We had not supposed Jew-baiting a thing of the past; but in these tempestuous times it did seem that race-prejudice had no place in a plain attempt to keep a king’s crown.

¶ “I will pass,” Bismarck thundered, “to the question itself. I am no enemy of Jews, and if they are enemies to me, I will forgive them. Under certain circumstances, I even love them. I would grant them every right—save that of holding superior office posts in a Christian country.

¶ “I admit I am full of prejudices, sucked in with my mother’s milk. If I think of a Jew, face to face with me as a representative of the king’s sacred majesty, and have to obey him, I must confess that I should feel myself deeply broken and depressed. The sincere self-respect with which I now attempt to fulfil my duties toward the state would leave me! I share these feelings with the mass of large strata of people, and I am not ashamed of their society.”

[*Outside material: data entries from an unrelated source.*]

#[cfg(test)]
mod tests {
    use super::*;
    use crate::preprocess::{PreprocessParams, preprocess_bayer};

    fn render_sample(params: &DngFrameParams) -> Vec<u8> {
        let metadata = FrameMetadata {
            width: 8,
            height: 8,
            original_width: 8,
            original_height: 8,
            iso: 400,
            exposure_time: 10_000_000.0,
            dynamic_black_level: [64.0; 4],
            dynamic_white_level: 1023.0,
            ..FrameMetadata::default()
        };
        let camera = CameraConfig {
            color_matrix1: [0.7, -0.2, -0.1, -0.5, 1.3, 0.2, -0.1, 0.2, 0.6],
            color_illuminant1: "standarda".to_string(),
            color_illuminant2: "d65".to_string(),
            sensor_arrangement: "rggb".to_string(),
            ..CameraConfig::default()
        };

        let src = vec![512u16; 64];
        let out = preprocess_bayer(
            &src,
            8,
            8,
            &metadata,
            &camera,
            &PreprocessParams::default(),
        )
        .unwrap();

        assemble_dng(
            &out,
            DngColor::Cfa(CfaPattern::Rggb),
            &metadata,
            &camera,
            None,
            params,
        )
        .unwrap()
    }

    fn tag_u32(dng: &[u8], tag: u16) -> Option<u32> {
        writer::read_ifd_entries(dng)?
            .into_iter()
            .find(|(e, _)| e.tag == tag)
            .and_then(|(e, off)| e.as_u32(dng, off))
    }

    #[test]
    fn test_core_tags_present() {
        let dng = render_sample(&DngFrameParams::default());

        assert_eq!(tag_u32(&dng, tags::IMAGE_WIDTH), Some(8));
        assert_eq!(tag_u32(&dng, tags::IMAGE_LENGTH), Some(8));
        assert_eq!(tag_u32(&dng, tags::BITS_PER_SAMPLE), Some(10));
        assert_eq!(tag_u32(&dng, tags::PHOTOMETRIC), Some(32803));
        assert_eq!(tag_u32(&dng, tags::SAMPLES_PER_PIXEL), Some(1));
        assert_eq!(tag_u32(&dng, tags::WHITE_LEVEL), Some(1023));
        assert_eq!(tag_u32(&dng, tags::COMPRESSION), Some(1));
        assert_eq!(tag_u32(&dng, tags::CALIBRATION_ILLUMINANT_1), Some(17));
        assert_eq!(tag_u32(&dng, tags::CALIBRATION_ILLUMINANT_2), Some(21));

        let version = writer::find_tag(&dng, tags::DNG_VERSION).unwrap();
        assert_eq!(version, &[1, 4, 0, 0]);

        let cfa = writer::find_tag(&dng, tags::CFA_PATTERN).unwrap();
        assert_eq!(cfa, &[0, 1, 1, 2]);
    }

    #[test]
    fn test_strip_size_matches_packed_plane() {
        let dng = render_sample(&DngFrameParams::default());
        assert_eq!(
            tag_u32(&dng, writer::TAG_STRIP_BYTE_COUNTS),
            Some(8 * 8 * 10 / 8)
        );
    }

    #[test]
    fn test_camera_model_mapping() {
        let params = DngFrameParams {
            camera_model: "Blackmagic".to_string(),
            ..DngFrameParams::default()
        };
        let dng = render_sample(&params);
        let model = writer::find_tag(&dng, tags::UNIQUE_CAMERA_MODEL).unwrap();
        assert!(model.starts_with(b"Blackmagic Pocket Cinema Camera 4K"));
    }

    #[test]
    fn test_fujifilm_sets_make_and_model() {
        let params = DngFrameParams {
            camera_model: "Fujifilm".to_string(),
            ..DngFrameParams::default()
        };
        let dng = render_sample(&params);
        assert!(writer::find_tag(&dng, tags::MAKE).unwrap().starts_with(b"Fujifilm"));
        assert!(writer::find_tag(&dng, tags::MODEL).unwrap().starts_with(b"X-T5"));
    }

    #[test]
    fn test_panasonic_baseline_offset() {
        let params = DngFrameParams {
            camera_model: "Panasonic".to_string(),
            ..DngFrameParams::default()
        };
        let dng = render_sample(&params);
        let be = writer::find_tag(&dng, tags::BASELINE_EXPOSURE).unwrap();
        let num = i32::from_le_bytes(be[0..4].try_into().unwrap());
        let den = i32::from_le_bytes(be[4..8].try_into().unwrap());
        assert_eq!((num, den), (-200, 100));
    }

    #[test]
    fn test_timecode_bcd() {
        // Frame 95 at 30 fps = 3s + 5 frames
        let tc = timecode_bytes(95, 30.0);
        assert_eq!(tc[0], 0x05);
        assert_eq!(tc[1], 0x03);
        assert_eq!(tc[2], 0x00);
        assert_eq!(tc[3], 0x00);

        // One hour, one minute, one second, one frame at 25 fps
        let frame = (3600 + 60 + 1) * 25 + 1;
        let tc = timecode_bytes(frame, 25.0);
        assert_eq!(tc[3], 0x01);
        assert_eq!(tc[2], 0x01);
        assert_eq!(tc[1], 0x01);
        assert_eq!(tc[0], 0x01);
    }

    #[test]
    fn test_orientation_table() {
        assert_eq!(orientation_code(Orientation::Portrait, false), 6);
        assert_eq!(orientation_code(Orientation::Portrait, true), 7);
        assert_eq!(orientation_code(Orientation::ReversePortrait, false), 8);
        assert_eq!(orientation_code(Orientation::ReversePortrait, true), 5);
        assert_eq!(orientation_code(Orientation::Landscape, false), 1);
        assert_eq!(orientation_code(Orientation::Landscape, true), 2);
        assert_eq!(orientation_code(Orientation::ReverseLandscape, false), 3);
        assert_eq!(orientation_code(Orientation::ReverseLandscape, true), 4);
    }

    #[test]
    fn test_exposure_time_rational() {
        let (n, d) = exposure_time_rational(10_000_000.0);
        // 10ms = 1/100s
        assert_eq!((n, d), (1, 100));
    }

    #[test]
    fn test_gain_map_opcode_round_trip() {
        let metadata = FrameMetadata {
            width: 8,
            height: 8,
            original_width: 8,
            original_height: 8,
            dynamic_white_level: 1023.0,
            shading_map: Some(crate::ShadingMap::uniform(3, 3, 1.5)),
            ..FrameMetadata::default()
        };
        let camera = CameraConfig::default();
        let src = vec![512u16; 64];
        let out = preprocess_bayer(
            &src,
            8,
            8,
            &metadata,
            &camera,
            &PreprocessParams::default(),
        )
        .unwrap();

        let dng = assemble_dng(
            &out,
            DngColor::Cfa(CfaPattern::Rggb),
            &metadata,
            &camera,
            None,
            &DngFrameParams::default(),
        )
        .unwrap();

        let list = writer::find_tag(&dng, tags::OPCODE_LIST_2).expect("opcode list");
        let map = opcodes::parse_gain_map(list).expect("gain map");
        assert_eq!((map.map_points_v, map.map_points_h), (3, 3));
        assert_eq!(map.gains[0], 1.5);
    }

    #[test]
    fn test_no_gain_map_when_shading_baked() {
        let metadata = FrameMetadata {
            width: 8,
            height: 8,
            original_width: 8,
            original_height: 8,
            dynamic_white_level: 1023.0,
            shading_map: Some(crate::ShadingMap::uniform(3, 3, 1.5)),
            ..FrameMetadata::default()
        };
        let camera = CameraConfig::default();
        let src = vec![512u16; 64];
        let out = preprocess_bayer(
            &src,
            8,
            8,
            &metadata,
            &camera,
            &PreprocessParams {
                apply_shading: true,
                ..PreprocessParams::default()
            },
        )
        .unwrap();

        let dng = assemble_dng(
            &out,
            DngColor::Cfa(CfaPattern::Rggb),
            &metadata,
            &camera,
            None,
            &DngFrameParams::default(),
        )
        .unwrap();

        assert!(writer::find_tag(&dng, tags::OPCODE_LIST_2).is_none());
    }

    #[test]
    fn test_calibration_override_wins() {
        let metadata = FrameMetadata {
            width: 8,
            height: 8,
            original_width: 8,
            original_height: 8,
            dynamic_white_level: 1023.0,
            as_shot_neutral: [0.4, 1.0, 0.7],
            ..FrameMetadata::default()
        };
        let camera = CameraConfig::default();
        let calibration = CalibrationData {
            as_shot_neutral: Some([0.5, 1.0, 0.5]),
            ..CalibrationData::default()
        };

        let src = vec![512u16; 64];
        let out = preprocess_bayer(
            &src,
            8,
            8,
            &metadata,
            &camera,
            &PreprocessParams::default(),
        )
        .unwrap();

        let dng = assemble_dng(
            &out,
            DngColor::Cfa(CfaPattern::Rggb),
            &metadata,
            &camera,
            Some(&calibration),
            &DngFrameParams::default(),
        )
        .unwrap();

        let neutral = writer::find_tag(&dng, tags::AS_SHOT_NEUTRAL).unwrap();
        let n0 = u32::from_le_bytes(neutral[0..4].try_into().unwrap());
        assert_eq!(n0, 500_000);
    }
}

¶ Thus, now at this supreme moment, when with voice of brass our Bismarck is making his entry into the world of affairs with his sharp words on Christians and Jews, and more especially with his uncompromising conception that kings are indeed the personal representatives of God on this earth, we do see that Bismarck stems from a fighting race. All his years, this Bismarck was a frightful hater.

¶ With the sorry figure of the world-oppressed Jew in our eyes and the malignancy of this new Jew-baiter, it is well that at the very outset this be made clear: That whatever Bismarck was or was not, at least he was no hypocrite. His words always fall like the wrath of God.

It is a solemn fact that he changed his point of view many, many times—even as you and I—but there is always the ring of sincerity about it that even the acid test of long time is unable to dissolve.